Records from a dataset:
——————

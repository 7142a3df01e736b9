use std::time::Duration;
use thiserror::Error;

/// Failures at the token broker boundary.
#[derive(Debug, Error)]
pub enum TokenError {
    #[error("CAPSOLVER_API_KEY is not set")]
    MissingApiKey,

    #[error("solver rejected the task: {0}")]
    Submission(String),

    #[error("solver reported failure: {0}")]
    SolverFailed(String),

    #[error("solver returned a ready task without a token")]
    MalformedSolution,

    #[error("no solution after {polls} polls in {waited:?}")]
    Timeout { polls: u32, waited: Duration },

    #[error("error communicating with solver: {0}")]
    Transport(#[from] reqwest::Error),
}

/// Failures surfaced by the query functions and, through them, by every tool.
#[derive(Debug, Error)]
pub enum SeoError {
    #[error("configuration error: {0}")]
    Configuration(String),

    #[error("invalid argument: {0}")]
    InvalidArgument(String),

    #[error("failed to get verification token for URL: {url}: {source}")]
    TokenAcquisition {
        url: String,
        #[source]
        source: TokenError,
    },

    #[error("timed out waiting for verification token for URL: {url} ({polls} polls in {waited:?})")]
    TokenTimeout {
        url: String,
        polls: u32,
        waited: Duration,
    },

    #[error("no usable data for {input}: {reason}")]
    UpstreamQuery { input: String, reason: String },

    #[error("request failed for {input}: {source}")]
    Transport {
        input: String,
        #[source]
        source: reqwest::Error,
    },
}

impl SeoError {
    /// Lift a broker failure into the query taxonomy, keeping the challenge URL.
    pub fn from_token(url: &str, err: TokenError) -> Self {
        match err {
            TokenError::MissingApiKey => SeoError::Configuration(format!(
                "CAPSOLVER_API_KEY is not set (needed for {})",
                url
            )),
            TokenError::Timeout { polls, waited } => SeoError::TokenTimeout {
                url: url.to_string(),
                polls,
                waited,
            },
            other => SeoError::TokenAcquisition {
                url: url.to_string(),
                source: other,
            },
        }
    }

    pub fn upstream(input: impl Into<String>, reason: impl Into<String>) -> Self {
        SeoError::UpstreamQuery {
            input: input.into(),
            reason: reason.into(),
        }
    }

    pub fn transport(input: impl Into<String>, source: reqwest::Error) -> Self {
        SeoError::Transport {
            input: input.into(),
            source,
        }
    }

    /// Stable machine-readable kind, echoed to tool clients.
    pub fn kind(&self) -> &'static str {
        match self {
            SeoError::Configuration(_) => "configuration_error",
            SeoError::InvalidArgument(_) => "invalid_argument",
            SeoError::TokenAcquisition { .. } => "token_acquisition_error",
            SeoError::TokenTimeout { .. } => "timeout_error",
            SeoError::UpstreamQuery { .. } => "upstream_query_error",
            SeoError::Transport { .. } => "transport_error",
        }
    }
}

pub type SeoResult<T> = Result<T, SeoError>;

#[cfg(test)]
mod tests {
    use super::*;

    #[test]
    fn missing_key_maps_to_configuration() {
        let err = SeoError::from_token("https://ahrefs.com/x", TokenError::MissingApiKey);
        assert_eq!(err.kind(), "configuration_error");
        assert!(err.to_string().contains("CAPSOLVER_API_KEY"));
    }

    #[test]
    fn timeout_stays_distinct_from_solver_failure() {
        let timeout = SeoError::from_token(
            "u",
            TokenError::Timeout {
                polls: 3,
                waited: Duration::from_secs(6),
            },
        );
        let failed = SeoError::from_token("u", TokenError::SolverFailed("ERROR_CAPTCHA_UNSOLVABLE".into()));
        assert_eq!(timeout.kind(), "timeout_error");
        assert_eq!(failed.kind(), "token_acquisition_error");
        assert!(failed.to_string().contains("URL: u"));
    }
}
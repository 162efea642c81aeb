//! API router.
//!
//! Returns a composable `Router` that can be mounted on any axum server.
//! Routes are nested under `/api/`.
//!
//! Layers (outermost → innermost): CORS → request tracing → body limit.

use std::sync::Arc;

use axum::extract::DefaultBodyLimit;
use axum::http::{header, HeaderValue, Method};
use axum::routing::get;
use axum::Router;
use tower_http::cors::{AllowOrigin, CorsLayer};
use tower_http::trace::TraceLayer;

use crate::api::endpoints;
use crate::api::types::ApiContext;
use crate::config::MAX_UPLOAD_BYTES;
use crate::core_state::CoreState;

/// Build the API router with CORS restricted to `client_origins`.
pub fn api_router(core: Arc<CoreState>, client_origins: &[String]) -> Router {
    build_router(ApiContext::new(core), cors_layer(client_origins))
}

fn build_router(ctx: ApiContext, cors: CorsLayer) -> Router {
    // NOTE: Path params use `:param` syntax (matchit 0.7 / axum 0.7).
    let routes = Router::new()
        .route("/health", get(endpoints::health::check))
        .route(
            "/patients/:patient_id/medication-history",
            get(endpoints::history::list).post(endpoints::history::upload),
        )
        .layer(DefaultBodyLimit::max(MAX_UPLOAD_BYTES))
        .with_state(ctx);

    Router::new()
        .nest("/api", routes)
        .layer(TraceLayer::new_for_http())
        .layer(cors)
}

fn cors_layer(client_origins: &[String]) -> CorsLayer {
    let origins: Vec<HeaderValue> = client_origins
        .iter()
        .filter_map(|origin| match HeaderValue::from_str(origin) {
            Ok(value) => Some(value),
            Err(_) => {
                tracing::warn!(origin, "Ignoring invalid CORS origin");
                None
            }
        })
        .collect();

    CorsLayer::new()
        .allow_origin(AllowOrigin::list(origins))
        .allow_methods([Method::GET, Method::POST])
        .allow_headers([header::CONTENT_TYPE])
}
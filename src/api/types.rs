//! Shared types for the API layer.

use std::sync::Arc;

use crate::core_state::CoreState;

/// Shared context for all API routes.
#[derive(Clone)]
pub struct ApiContext {
    pub core: Arc<CoreState>,
}

impl ApiContext {
    pub fn new(core: Arc<CoreState>) -> Self {
        Self { core }
    }
}
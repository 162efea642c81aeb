pub mod medication_history;

pub use medication_history::*;
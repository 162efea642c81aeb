//! HTTP API.
//!
//! `api_router()` returns a composable `Router` with every route nested
//! under `/api/`. `server` binds it and runs until shutdown.

pub mod endpoints;
pub mod error;
pub mod router;
pub mod server;
pub mod types;

pub use router::api_router;
pub use server::{serve, start_api_server, ApiServer};
pub use types::ApiContext;
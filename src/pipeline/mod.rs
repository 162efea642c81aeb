pub mod extraction;
pub mod ingest;
pub mod structuring;
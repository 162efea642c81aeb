use std::collections::VecDeque;
use std::sync::atomic::{AtomicUsize, Ordering};
use std::sync::{Arc, Mutex};
use std::time::Duration;

use serde::Deserialize;

use super::types::{AnalysisStatus, AnalysisTransport, PollDelay, TextRecognizer, ThreadSleep};
use super::OcrError;
use crate::config::OcrConfig;

/// Header carrying the subscription key on every call.
const API_KEY_HEADER: &str = "Ocp-Apim-Subscription-Key";

/// Header pointing at the asynchronous analysis operation.
const OPERATION_LOCATION_HEADER: &str = "operation-location";

// ═══════════════════════════════════════════════════════════
// Polling client
// ═══════════════════════════════════════════════════════════

/// Submits a document for remote analysis and polls until the operation
/// reaches a terminal state. Stateless across calls.
pub struct DocumentAnalysisClient {
    transport: Option<Box<dyn AnalysisTransport + Send + Sync>>,
    delay: Box<dyn PollDelay + Send + Sync>,
    poll_interval: Duration,
    max_attempts: u32,
}

impl DocumentAnalysisClient {
    /// Build from configuration. Missing endpoint or key is not an error
    /// here; it surfaces as `ServiceUnavailable` when text is requested.
    pub fn new(config: &OcrConfig) -> Result<Self, OcrError> {
        let transport = HttpAnalysisTransport::from_config(config)?
            .map(|t| Box::new(t) as Box<dyn AnalysisTransport + Send + Sync>);
        if transport.is_none() {
            tracing::warn!("OCR endpoint or API key missing; uploads will be rejected");
        }
        Ok(Self {
            transport,
            delay: Box::new(ThreadSleep),
            poll_interval: config.poll_interval,
            max_attempts: config.max_poll_attempts,
        })
    }

    pub fn with_transport(
        transport: Box<dyn AnalysisTransport + Send + Sync>,
        delay: Box<dyn PollDelay + Send + Sync>,
        poll_interval: Duration,
        max_attempts: u32,
    ) -> Self {
        Self {
            transport: Some(transport),
            delay,
            poll_interval,
            max_attempts,
        }
    }

    pub fn is_configured(&self) -> bool {
        self.transport.is_some()
    }
}

impl TextRecognizer for DocumentAnalysisClient {
    fn extract_text(&self, file_bytes: &[u8], mime_type: &str) -> Result<String, OcrError> {
        let transport = self.transport.as_deref().ok_or_else(|| {
            OcrError::ServiceUnavailable("OCR endpoint and API key must be configured".into())
        })?;

        let operation = transport.submit(file_bytes, mime_type)?;
        tracing::debug!(bytes = file_bytes.len(), mime_type, "OCR analysis submitted");

        for attempt in 1..=self.max_attempts {
            self.delay.wait(self.poll_interval);
            match transport.poll(&operation)? {
                AnalysisStatus::Running => {
                    tracing::trace!(attempt, "OCR analysis still running");
                }
                AnalysisStatus::Succeeded { content } => {
                    tracing::debug!(attempt, chars = content.chars().count(), "OCR analysis succeeded");
                    return Ok(content);
                }
                AnalysisStatus::Failed { message } => {
                    return Err(OcrError::UpstreamAnalysis(message));
                }
            }
        }

        // The remote job may keep running; there is no cancel call.
        Err(OcrError::Timeout {
            attempts: self.max_attempts,
        })
    }
}

// ═══════════════════════════════════════════════════════════
// HTTP transport
// ═══════════════════════════════════════════════════════════

/// Blocking HTTP transport for a document-analysis REST service.
pub struct HttpAnalysisTransport {
    client: reqwest::blocking::Client,
    analyze_url: String,
    api_key: String,
}

impl HttpAnalysisTransport {
    /// `Ok(None)` when the endpoint or key is not configured.
    pub fn from_config(config: &OcrConfig) -> Result<Option<Self>, OcrError> {
        let (endpoint, api_key) = match (&config.endpoint, &config.api_key) {
            (Some(endpoint), Some(key)) => (endpoint, key),
            _ => return Ok(None),
        };

        let client = reqwest::blocking::Client::builder()
            .timeout(Duration::from_secs(config.timeout_secs))
            .build()
            .map_err(|e| OcrError::HttpClient(e.to_string()))?;

        Ok(Some(Self {
            client,
            analyze_url: analyze_url(endpoint, &config.model_id, &config.api_version),
            api_key: api_key.clone(),
        }))
    }
}

/// `{endpoint}/formrecognizer/documentModels/{model}:analyze?api-version={version}`
fn analyze_url(endpoint: &str, model_id: &str, api_version: &str) -> String {
    format!(
        "{}/formrecognizer/documentModels/{}:analyze?api-version={}",
        endpoint.trim_end_matches('/'),
        model_id,
        api_version
    )
}

impl AnalysisTransport for HttpAnalysisTransport {
    fn submit(&self, file_bytes: &[u8], mime_type: &str) -> Result<String, OcrError> {
        let response = self
            .client
            .post(&self.analyze_url)
            .header(API_KEY_HEADER, &self.api_key)
            .header(reqwest::header::CONTENT_TYPE, mime_type)
            .body(file_bytes.to_vec())
            .send()
            .map_err(|e| OcrError::HttpClient(e.to_string()))?;

        let status = response.status();
        if !status.is_success() {
            let body = response.text().unwrap_or_default();
            return Err(OcrError::UpstreamSubmission {
                status: status.as_u16(),
                body,
            });
        }

        response
            .headers()
            .get(OPERATION_LOCATION_HEADER)
            .and_then(|v| v.to_str().ok())
            .map(str::trim)
            .filter(|v| !v.is_empty())
            .map(str::to_string)
            .ok_or_else(|| {
                OcrError::UpstreamProtocol("Submission accepted without an operation location".into())
            })
    }

    fn poll(&self, operation_location: &str) -> Result<AnalysisStatus, OcrError> {
        let response = self
            .client
            .get(operation_location)
            .header(API_KEY_HEADER, &self.api_key)
            .send()
            .map_err(|e| OcrError::HttpClient(e.to_string()))?;

        let status = response.status();
        let body = response
            .text()
            .map_err(|e| OcrError::HttpClient(e.to_string()))?;
        if !status.is_success() {
            return Err(OcrError::UpstreamAnalysis(format!(
                "poll returned status {}: {}",
                status.as_u16(),
                body
            )));
        }

        interpret_operation(&body)
    }
}

/// Body of a GET on the operation location.
#[derive(Deserialize)]
#[serde(rename_all = "camelCase")]
struct AnalyzeOperation {
    status: String,
    analyze_result: Option<AnalyzeResult>,
    error: Option<OperationError>,
}

#[derive(Deserialize)]
struct AnalyzeResult {
    #[serde(default)]
    content: String,
}

#[derive(Deserialize)]
struct OperationError {
    code: Option<String>,
    message: Option<String>,
}

/// Map an operation body to a poll outcome.
fn interpret_operation(body: &str) -> Result<AnalysisStatus, OcrError> {
    let operation: AnalyzeOperation = serde_json::from_str(body)
        .map_err(|e| OcrError::UpstreamProtocol(format!("Unreadable operation status: {e}")))?;

    match operation.status.to_ascii_lowercase().as_str() {
        "succeeded" => Ok(AnalysisStatus::Succeeded {
            content: operation
                .analyze_result
                .map(|r| r.content)
                .unwrap_or_default(),
        }),
        "failed" => {
            let message = operation
                .error
                .and_then(|e| match (e.code, e.message) {
                    (Some(code), Some(message)) => Some(format!("{code}: {message}")),
                    (None, Some(message)) => Some(message),
                    (Some(code), None) => Some(code),
                    (None, None) => None,
                })
                .unwrap_or_else(|| "Document analysis failed".to_string());
            Ok(AnalysisStatus::Failed { message })
        }
        _ => Ok(AnalysisStatus::Running),
    }
}

// ═══════════════════════════════════════════════════════════
// Test doubles
// ═══════════════════════════════════════════════════════════

/// Mock transport for testing: replays a scripted sequence of poll results
/// and counts calls.
pub struct MockAnalysisTransport {
    script: Mutex<VecDeque<AnalysisStatus>>,
    /// Reported once the script is exhausted.
    after_script: AnalysisStatus,
    submit_error: Option<(u16, String)>,
    submits: Arc<AtomicUsize>,
    polls: Arc<AtomicUsize>,
}

impl MockAnalysisTransport {
    pub fn new(script: Vec<AnalysisStatus>) -> Self {
        Self {
            script: Mutex::new(script.into()),
            after_script: AnalysisStatus::Running,
            submit_error: None,
            submits: Arc::new(AtomicUsize::new(0)),
            polls: Arc::new(AtomicUsize::new(0)),
        }
    }

    /// Succeeds on the first poll of every operation with the given text.
    pub fn succeeding(content: &str) -> Self {
        let mut mock = Self::new(vec![]);
        mock.after_script = AnalysisStatus::Succeeded {
            content: content.to_string(),
        };
        mock
    }

    pub fn rejecting(status: u16, body: &str) -> Self {
        let mut mock = Self::new(vec![]);
        mock.submit_error = Some((status, body.to_string()));
        mock
    }

    pub fn submit_counter(&self) -> Arc<AtomicUsize> {
        Arc::clone(&self.submits)
    }

    pub fn poll_counter(&self) -> Arc<AtomicUsize> {
        Arc::clone(&self.polls)
    }
}

impl AnalysisTransport for MockAnalysisTransport {
    fn submit(&self, _file_bytes: &[u8], _mime_type: &str) -> Result<String, OcrError> {
        self.submits.fetch_add(1, Ordering::SeqCst);
        match &self.submit_error {
            Some((status, body)) => Err(OcrError::UpstreamSubmission {
                status: *status,
                body: body.clone(),
            }),
            None => Ok("mock://operations/1".into()),
        }
    }

    fn poll(&self, _operation_location: &str) -> Result<AnalysisStatus, OcrError> {
        self.polls.fetch_add(1, Ordering::SeqCst);
        let mut script = self
            .script
            .lock()
            .map_err(|_| OcrError::UpstreamProtocol("mock script poisoned".into()))?;
        Ok(script
            .pop_front()
            .unwrap_or_else(|| self.after_script.clone()))
    }
}
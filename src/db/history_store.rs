//! Per-patient, append-only store of parsed-document history.
//!
//! The ingestion pipeline depends on the `HistoryStore` trait only; dashboards
//! and report generation read through the same seam.

use std::path::Path;
use std::sync::Mutex;

use rusqlite::Connection;

use super::repository::medication_history::{append_history_record, get_history_records};
use super::sqlite::{open_database, open_memory_database};
use super::DatabaseError;
use crate::models::MedicalHistoryRecord;

/// Storage boundary for history records. `append` must be atomic per record
/// and must never rewrite existing records.
pub trait HistoryStore {
    fn append(&self, patient_id: &str, record: &MedicalHistoryRecord) -> Result<(), DatabaseError>;

    fn list(&self, patient_id: &str) -> Result<Vec<MedicalHistoryRecord>, DatabaseError>;
}

/// SQLite-backed history store sharing a single connection.
pub struct SqliteHistoryStore {
    conn: Mutex<Connection>,
}

impl SqliteHistoryStore {
    pub fn open(path: &Path) -> Result<Self, DatabaseError> {
        Ok(Self::from_connection(open_database(path)?))
    }

    pub fn in_memory() -> Result<Self, DatabaseError> {
        Ok(Self::from_connection(open_memory_database()?))
    }

    pub fn from_connection(conn: Connection) -> Self {
        Self {
            conn: Mutex::new(conn),
        }
    }
}

impl HistoryStore for SqliteHistoryStore {
    fn append(&self, patient_id: &str, record: &MedicalHistoryRecord) -> Result<(), DatabaseError> {
        let conn = self.conn.lock().map_err(|_| DatabaseError::LockPoisoned)?;
        append_history_record(&conn, patient_id, record)
    }

    fn list(&self, patient_id: &str) -> Result<Vec<MedicalHistoryRecord>, DatabaseError> {
        let conn = self.conn.lock().map_err(|_| DatabaseError::LockPoisoned)?;
        get_history_records(&conn, patient_id)
    }
}
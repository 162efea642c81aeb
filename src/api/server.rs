//! API server lifecycle: bind → spawn background task → return a handle
//! with a shutdown channel. `serve` drives the full lifecycle and stops
//! gracefully on Ctrl-C.

use std::net::SocketAddr;
use std::sync::Arc;

use tokio::sync::oneshot;
use tokio::task::JoinHandle;

use crate::api::router::api_router;
use crate::config::ServerConfig;
use crate::core_state::CoreState;

/// Handle to a running API server.
pub struct ApiServer {
    pub addr: SocketAddr,
    pub started_at: String,
    shutdown_tx: Option<oneshot::Sender<()>>,
    task: Option<JoinHandle<()>>,
}

impl ApiServer {
    /// Signal graceful shutdown. In-flight requests are allowed to finish.
    pub fn shutdown(&mut self) {
        if let Some(tx) = self.shutdown_tx.take() {
            let _ = tx.send(());
            tracing::info!("API server shutdown signal sent");
        }
    }

    /// Wait for the server task to exit.
    pub async fn stopped(mut self) {
        if let Some(task) = self.task.take() {
            if let Err(e) = task.await {
                tracing::error!("API server task failed: {e}");
            }
        }
    }
}

/// Bind the configured address and spawn the server in a background task.
pub async fn start_api_server(
    core: Arc<CoreState>,
    config: &ServerConfig,
) -> Result<ApiServer, String> {
    // 1. Bind
    let listener = tokio::net::TcpListener::bind((config.bind_addr.as_str(), config.port))
        .await
        .map_err(|e| format!("Failed to bind {}:{}: {e}", config.bind_addr, config.port))?;

    let addr = listener
        .local_addr()
        .map_err(|e| format!("Failed to get server address: {e}"))?;

    // 2. Router
    let app = api_router(core, &config.client_origins);

    // 3. Shutdown channel
    let (shutdown_tx, shutdown_rx) = oneshot::channel::<()>();

    // 4. Spawn
    let task = tokio::spawn(async move {
        let shutdown_signal = async move {
            let _ = shutdown_rx.await;
            tracing::info!("API server received shutdown signal");
        };

        tracing::info!(%addr, "API server started");

        if let Err(e) = axum::serve(listener, app)
            .with_graceful_shutdown(shutdown_signal)
            .await
        {
            tracing::error!("API server error: {e}");
        }

        tracing::info!("API server stopped");
    });

    Ok(ApiServer {
        addr,
        started_at: chrono::Utc::now().to_rfc3339(),
        shutdown_tx: Some(shutdown_tx),
        task: Some(task),
    })
}

/// Run the server until Ctrl-C, then shut down gracefully.
pub async fn serve(core: Arc<CoreState>, config: &ServerConfig) -> Result<(), String> {
    let mut server = start_api_server(core, config).await?;
    ctrl_c().await;
    server.shutdown();
    server.stopped().await;
    Ok(())
}

async fn ctrl_c() {
    if let Err(e) = tokio::signal::ctrl_c().await {
        // Without a signal handler the server runs until the process is killed.
        tracing::error!("Cannot listen for Ctrl-C: {e}");
        std::future::pending::<()>().await;
    }
}

#[cfg(test)]
mod tests {
    use std::time::Duration;

    use super::*;
    use crate::db::{HistoryStore, SqliteHistoryStore};
    use crate::pipeline::extraction::{DocumentAnalysisClient, MockAnalysisTransport, NoDelay};
    use crate::pipeline::ingest::IngestionOrchestrator;
    use crate::pipeline::structuring::{AiMedicationParser, RuleBasedExtractor};

    fn test_core() -> Arc<CoreState> {
        let store: Arc<dyn HistoryStore + Send + Sync> =
            Arc::new(SqliteHistoryStore::in_memory().unwrap());
        let recognizer = DocumentAnalysisClient::with_transport(
            Box::new(MockAnalysisTransport::succeeding("Aspirin 81 mg daily")),
            Box::new(NoDelay),
            Duration::from_millis(1200),
            20,
        );
        let orchestrator = IngestionOrchestrator::new(
            Arc::new(recognizer),
            Arc::new(AiMedicationParser::new(None)),
            Arc::new(RuleBasedExtractor),
            Arc::clone(&store),
        );
        Arc::new(CoreState::new(orchestrator, store, Duration::from_secs(60)))
    }

    fn local_config() -> ServerConfig {
        ServerConfig {
            bind_addr: "127.0.0.1".into(),
            port: 0,
            ..ServerConfig::default()
        }
    }

    #[tokio::test]
    async fn start_serve_and_stop() {
        let mut server = start_api_server(test_core(), &local_config())
            .await
            .expect("server should start");
        assert!(server.addr.port() > 0);
        assert!(!server.started_at.is_empty());

        let url = format!("http://{}/api/health", server.addr);
        let resp = reqwest::get(&url).await.unwrap();
        assert_eq!(resp.status(), reqwest::StatusCode::OK);

        let url = format!("http://{}/nonexistent", server.addr);
        let resp = reqwest::get(&url).await.unwrap();
        assert_eq!(resp.status(), reqwest::StatusCode::NOT_FOUND);

        server.shutdown();
        tokio::time::timeout(Duration::from_secs(5), server.stopped())
            .await
            .expect("server should stop");
    }

    #[tokio::test]
    async fn bind_failure_is_reported() {
        let first = start_api_server(test_core(), &local_config()).await.unwrap();
        let taken = ServerConfig {
            port: first.addr.port(),
            ..local_config()
        };
        match start_api_server(test_core(), &taken).await {
            Err(e) => assert!(e.contains("Failed to bind"), "unexpected error: {e}"),
            Ok(_) => panic!("second bind on the same port should fail"),
        }
    }
}
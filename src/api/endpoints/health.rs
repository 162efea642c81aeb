//! Health check endpoint.

use axum::Json;
use serde::Serialize;

#[derive(Serialize)]
pub struct HealthResponse {
    pub status: &'static str,
}

/// `GET /api/health`: liveness check.
pub async fn check() -> Json<HealthResponse> {
    Json(HealthResponse { status: "ok" })
}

——————

**About this task:**
From the entries above, print the lines beginning at the one with "pub struct ApiContext" and stopping after the one with "use serde::Deserialize;", exactly as written and with nothing else.

**Solution for this exercise:**
pub struct ApiContext {
    pub core: Arc<CoreState>,
}

impl ApiContext {
    pub fn new(core: Arc<CoreState>) -> Self {
        Self { core }
    }
}
repository 162efea642c81aeb
pub mod medication_history;

pub use medication_history::*;
repository 162efea642c81aeb
//! HTTP API.
//!
//! `api_router()` returns a composable `Router` with every route nested
//! under `/api/`. `server` binds it and runs until shutdown.

pub mod endpoints;
pub mod error;
pub mod router;
pub mod server;
pub mod types;

pub use router::api_router;
pub use server::{serve, start_api_server, ApiServer};
pub use types::ApiContext;
filename src/pipeline/mod.rs
repository 162efea642c81aeb
pub mod extraction;
pub mod ingest;
pub mod structuring;
repository 162efea642c81aeb
use std::collections::VecDeque;
use std::sync::atomic::{AtomicUsize, Ordering};
use std::sync::{Arc, Mutex};
use std::time::Duration;

use serde::Deserialize;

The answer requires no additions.